◆ **Task**
For the material below, output exactly the span from the line with "impl<C: CellCodec> PrimitiveBuffer<C>" to the line with "let raw = storage.allocate(bytes)?;", including both, and nothing besides.

◆ **Data under study**
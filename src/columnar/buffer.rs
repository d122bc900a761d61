//! Fixed-size cell buffers.
//!
//! A buffer never changes size. Growing means building a larger buffer and
//! moving the values over, which [`ConcurrentColumn`] does under its write
//! lock before swapping the new buffer in. Every cell is accessed through
//! `&self`, atomically, so an optimistic reader racing with a move reads
//! either the old or the new content of a cell and never a torn value.
//!
//! Primitive buffers are encoded so that an all-zero cell means "unset",
//! which lets fresh heap and mapped memory start out empty without a fill
//! pass:
//!
//! * floats store their bits XOR the canonical NaN, so zero decodes to NaN
//!   and NaN is the null sentinel;
//! * integers and booleans carry a presence tag next to the value.
//!
//! [`ConcurrentColumn`]: crate::columnar::ConcurrentColumn

use std::fmt;
use std::marker::PhantomData;
use std::mem;
use std::sync::atomic::{AtomicU32, AtomicU64, AtomicU8};
use std::sync::Arc;

use parking_lot::Mutex;

use crate::columnar::storage::{AtomicCell, RawBuffer, StorageBackend};
use crate::error::{Error, Result};

/// Cell storage of one column at one fixed capacity.
pub trait ColumnBuffer: Send + Sync + Sized + 'static {
    /// Value held by a cell.
    type Value: Clone + Send + Sync + 'static;

    /// Read a cell. `None` means unset.
    fn get(&self, index: usize) -> Option<Self::Value>;

    /// Overwrite a cell, returning its previous value.
    fn set(&self, index: usize, value: Option<Self::Value>) -> Option<Self::Value>;

    /// Number of cells.
    fn capacity(&self) -> usize;

    /// Build a buffer of `capacity` cells holding this buffer's values.
    ///
    /// The new buffer is fully built before anything else changes, so an
    /// allocation failure leaves `self` untouched.
    fn grow(&self, capacity: usize) -> Result<Self>;

    /// Called once after the buffer has been replaced by a grown one.
    fn retire(&self) {}
}

/// Zero-means-unset encoding of a primitive value into an atomic cell.
pub trait CellCodec: Send + Sync + 'static {
    /// Decoded value.
    type Value: Copy + Send + Sync + fmt::Debug + 'static;

    /// Atomic cell the value is stored in.
    type Cell: AtomicCell;

    /// Encode a value; `None` must encode to zero.
    fn encode(value: Option<Self::Value>) -> <Self::Cell as AtomicCell>::Raw;

    /// Decode a raw cell.
    fn decode(raw: <Self::Cell as AtomicCell>::Raw) -> Option<Self::Value>;
}

const F64_NAN_BITS: u64 = 0x7ff8_0000_0000_0000;
const F32_NAN_BITS: u32 = 0x7fc0_0000;
const PRESENT_TAG: u64 = 1 << 32;

/// `f64` cells with NaN as the null sentinel.
#[derive(Debug, Clone, Copy)]
pub enum F64Codec {}

impl CellCodec for F64Codec {
    type Value = f64;
    type Cell = AtomicU64;

    #[inline]
    fn encode(value: Option<f64>) -> u64 {
        value.unwrap_or(f64::NAN).to_bits() ^ F64_NAN_BITS
    }

    #[inline]
    fn decode(raw: u64) -> Option<f64> {
        let value = f64::from_bits(raw ^ F64_NAN_BITS);
        if value.is_nan() {
            None
        } else {
            Some(value)
        }
    }
}

/// `f32` cells with NaN as the null sentinel.
#[derive(Debug, Clone, Copy)]
pub enum F32Codec {}

impl CellCodec for F32Codec {
    type Value = f32;
    type Cell = AtomicU32;

    #[inline]
    fn encode(value: Option<f32>) -> u32 {
        value.unwrap_or(f32::NAN).to_bits() ^ F32_NAN_BITS
    }

    #[inline]
    fn decode(raw: u32) -> Option<f32> {
        let value = f32::from_bits(raw ^ F32_NAN_BITS);
        if value.is_nan() {
            None
        } else {
            Some(value)
        }
    }
}

/// `i32` cells with a presence tag in the upper half of a 64-bit word.
#[derive(Debug, Clone, Copy)]
pub enum I32Codec {}

impl CellCodec for I32Codec {
    type Value = i32;
    type Cell = AtomicU64;

    #[inline]
    fn encode(value: Option<i32>) -> u64 {
        match value {
            Some(v) => PRESENT_TAG | u64::from(v as u32),
            None => 0,
        }
    }

    #[inline]
    fn decode(raw: u64) -> Option<i32> {
        if raw & PRESENT_TAG == 0 {
            None
        } else {
            Some(raw as u32 as i32)
        }
    }
}

/// Boolean cells: 0 unset, 1 false, 2 true.
#[derive(Debug, Clone, Copy)]
pub enum BoolCodec {}

impl CellCodec for BoolCodec {
    type Value = bool;
    type Cell = AtomicU8;

    #[inline]
    fn encode(value: Option<bool>) -> u8 {
        match value {
            None => 0,
            Some(false) => 1,
            Some(true) => 2,
        }
    }

    #[inline]
    fn decode(raw: u8) -> Option<bool> {
        match raw {
            0 => None,
            1 => Some(false),
            _ => Some(true),
        }
    }
}

/// Primitive cells in a raw buffer from a [`StorageBackend`].
pub struct PrimitiveBuffer<C: CellCodec> {
    raw: RawBuffer,
    capacity: usize,
    storage: Arc<dyn StorageBackend>,
    _codec: PhantomData<C>,
}

/// Nullable `f64` cells, NaN is unset.
pub type Float64Buffer = PrimitiveBuffer<F64Codec>;
/// Nullable `f32` cells, NaN is unset.
pub type Float32Buffer = PrimitiveBuffer<F32Codec>;
/// Nullable `i32` cells.
pub type Int32Buffer = PrimitiveBuffer<I32Codec>;
/// Nullable `bool` cells.
pub type BoolBuffer = PrimitiveBuffer<BoolCodec>;

impl<C: CellCodec> PrimitiveBuffer<C> {
    /// Allocate `capacity` unset cells from `storage`.
    pub fn allocate(capacity: usize, storage: &Arc<dyn StorageBackend>) -> Result<Self> {
        let bytes = capacity
            .checked_mul(mem::size_of::<C::Cell>())
            .ok_or(Error::SizeExceedsSystemLimit)?;
        let raw = storage.allocate(bytes)?;
        if raw.len_bytes() < bytes {
            return Err(Error::InvalidArgument(format!(
                "Storage returned {} bytes, {} requested",
                raw.len_bytes(),
                bytes
            )));
        }

        Ok(PrimitiveBuffer {
            raw,
            capacity,
            storage: Arc::clone(storage),
            _codec: PhantomData,
        })
    }

    /// Whether the cells live in a mapped region.
    pub fn is_mapped(&self) -> bool {
        self.raw.is_mapped()
    }

    #[inline]
    fn cells(&self) -> &[C::Cell] {
        &self.raw.cells::<C::Cell>()[..self.capacity]
    }
}

impl<C: CellCodec> ColumnBuffer for PrimitiveBuffer<C> {
    type Value = C::Value;

    #[inline]
    fn get(&self, index: usize) -> Option<C::Value> {
        C::decode(self.cells()[index].load_cell())
    }

    #[inline]
    fn set(&self, index: usize, value: Option<C::Value>) -> Option<C::Value> {
        C::decode(self.cells()[index].swap_cell(C::encode(value)))
    }

    #[inline]
    fn capacity(&self) -> usize {
        self.capacity
    }

    fn grow(&self, capacity: usize) -> Result<Self> {
        let grown = PrimitiveBuffer::<C>::allocate(capacity, &self.storage)?;
        let copied = self.capacity.min(capacity);
        for (to, from) in grown.cells()[..copied].iter().zip(self.cells()) {
            to.store_cell(from.load_cell());
        }
        Ok(grown)
    }

    fn retire(&self) {
        if let Err(err) = self.raw.release() {
            log::warn!("failed to release retired mapped buffer: {}", err);
        }
    }
}

impl<C: CellCodec> fmt::Debug for PrimitiveBuffer<C> {
    fn fmt(&self, f: &mut fmt::Formatter<'_>) -> fmt::Result {
        f.debug_struct("PrimitiveBuffer")
            .field("capacity", &self.capacity)
            .field("mapped", &self.is_mapped())
            .finish()
    }
}

/// Heap cells for arbitrary values, each behind its own tiny lock.
///
/// Intended for cheaply clonable values such as `Arc<T>`, plain enums or
/// small strings.
pub struct ObjectBuffer<T> {
    cells: Box<[Mutex<Option<T>>]>,
}

impl<T> ObjectBuffer<T> {
    /// Allocate `capacity` unset cells.
    pub fn new(capacity: usize) -> Self {
        ObjectBuffer {
            cells: (0..capacity).map(|_| Mutex::new(None)).collect(),
        }
    }
}

impl<T: Clone + Send + Sync + 'static> ColumnBuffer for ObjectBuffer<T> {
    type Value = T;

    #[inline]
    fn get(&self, index: usize) -> Option<T> {
        self.cells[index].lock().clone()
    }

    #[inline]
    fn set(&self, index: usize, value: Option<T>) -> Option<T> {
        mem::replace(&mut *self.cells[index].lock(), value)
    }

    #[inline]
    fn capacity(&self) -> usize {
        self.cells.len()
    }

    // Values are moved, not cloned. A late optimistic reader of the old
    // buffer sees an empty cell and then fails validation.
    fn grow(&self, capacity: usize) -> Result<Self> {
        let grown = ObjectBuffer::new(capacity);
        for (to, from) in grown.cells.iter().zip(self.cells.iter()) {
            *to.lock() = from.lock().take();
        }
        Ok(grown)
    }
}

impl<T> fmt::Debug for ObjectBuffer<T> {
    fn fmt(&self, f: &mut fmt::Formatter<'_>) -> fmt::Result {
        f.debug_struct("ObjectBuffer")
            .field("capacity", &self.cells.len())
            .finish()
    }
}
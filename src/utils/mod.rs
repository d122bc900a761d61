//! Shared building blocks: alignment helpers, the stamped lock and
//! process-wide store counters.

pub mod alignment;
pub mod concurrency;
pub mod metrics;

pub use alignment::{align_up, page_size};
pub use concurrency::{Stamp, StampedLock, StampedReadGuard, StampedWriteGuard};
pub use metrics::{get_stats, record_operation, Operation, StoreStats};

◆ **Response to the exercise**
impl<C: CellCodec> PrimitiveBuffer<C> {
    /// Allocate `capacity` unset cells from `storage`.
    pub fn allocate(capacity: usize, storage: &Arc<dyn StorageBackend>) -> Result<Self> {
        let bytes = capacity
            .checked_mul(mem::size_of::<C::Cell>())
            .ok_or(Error::SizeExceedsSystemLimit)?;
        let raw = storage.allocate(bytes)?;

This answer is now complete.